David was an outgoing, sensitive, funny boy, very intelligent, loving to socialize, to sport with his friends and playing games. He was in his first year of studying psychology, a study he liked very much. He just started to live on his own.

But, for some years, he had OCD complaints. At the age of 21 he thought it was time to seek professional help. He was referred by his GP to a psychiatrist. After only one consultation she prescribed him the SSRI-antidepressant sertraline. Within two weeks we noticed a total change of his personality and he was behaving out of character. He became very restless, feeling the urge to kill himself, he described he had a feeling of inner turmoil and the feeling he had to run away from everything. He begged us to phone with his psychiatrist as he found it too difficult in this condition to explain himself what he experienced. Of course we phoned, but we were refused to talk to his psychiatrist because of David’s privacy, we were fobbed off. His psychiatrist never contacted us to get our information on David’s condition. In our opinion he had the symptoms of akathisia.

The psychiatrist told David to continue with the sertraline. David had a horrible time. One moment he was very restless and suicidal, the other moment he felt emotionally totally blunted. He got severe sleeping problems with strange and anxious dreams. When David phoned to the psychiatry office to complain about this dreams, a second psychiatrist, who never met David before, just prescribed him by telephone the antipsychotic quetiapine (Seroquel). We didn’t see that David was psychotic. While taking the quetiapine his situation deteriorated. He stopped the quetiapine after two weeks.

David experienced more and more emotional blunting, he could not feel love anymore, nor feel grieve or happiness. He lost all interest in his study. He described a feeling of something happening in his brain that made him feel complete empty. Besides the general emotional blunting, he experienced also a loss of libido, not feeling attracted to girls anymore, sexual problems. He did not understand what happened to him. He said he had the feeling that his whole personality was wiped out by the sertraline. No OCD anymore, but also no David.

After about 5 months the sertraline was stopped by the second psychiatrist, more or less cold turkey, within about 10 days. David experienced severe withdrawal symptoms for a long time. He was told by the psychiatrist these withdrawal symptoms were impossible: “The medication is out of your system two weeks after stopping them”. The denial by psychiatrists of what David felt was awful. He was not listened to. He said: “I am gaslighted, I’m harmed by their medication and they say it’s all in my head”.

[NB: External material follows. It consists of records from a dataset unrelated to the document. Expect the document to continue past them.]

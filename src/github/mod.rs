pub mod client;
pub mod host;
pub mod rate_limiter;

pub use client::GitHubClient;
pub use host::PullRequestHost;
pub use rate_limiter::RateLimiter;
pub mod git;

use async_trait::async_trait;

use crate::error::Result;

pub use git::{GitMirror, MirrorCredentials, DESTINATION_REMOTE, SOURCE_REMOTE};

/// Local copy of the source repository that tags are relayed through.
#[async_trait]
pub trait TagMirror: Send + Sync {
    /// Refreshes every tag from the source remote.
    async fn fetch_tags(&self) -> Result<()>;

    /// Pushes `refs/tags/<tag_name>` to the destination remote.
    async fn push_tag(&self, tag_name: &str) -> Result<()>;
}
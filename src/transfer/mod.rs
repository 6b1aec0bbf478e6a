pub mod tagger;

pub use tagger::{PrTransfer, TransferSummary};
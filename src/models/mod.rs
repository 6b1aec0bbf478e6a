pub mod pull_request;
pub mod bitbucket;

pub use pull_request::*;
pub use bitbucket::*;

After stopping the sertraline David never recovered. He tried a lot of stuff to improve his situation, all in vain. He could not watch tv, could not play games, could not read, had no libido (the persisting loss of libido and sexual problems after use of SSRI antidepressants is known as PSSD), he felt no emotions. He had severe sleeping problems, was not able to go out with his friends because he did not feel connected to other people anymore. He felt a zombie, he said. He contacted researchers to ask to do research and find a cure for these severe Post-SSRI problems.

David wanted to live, but not the kind of life he got after the sertraline. He described this life as a continuous torture, day in day out.

David wanted psychiatrists to really listen to their patients and to their relatives. He wanted psychiatrists to acknowledge the harm their medication can cause. He wanted the pharmaceutical industries to take their responsibility for the damage caused by their drugs. He wanted researchers to find the cause and the cure for these terrible persisting Post-SSRI problems.

He knew that it probably will take years before this cure will be found. He could not bear this condition any longer. He made up his mind and ended his own life after two years of a living hell.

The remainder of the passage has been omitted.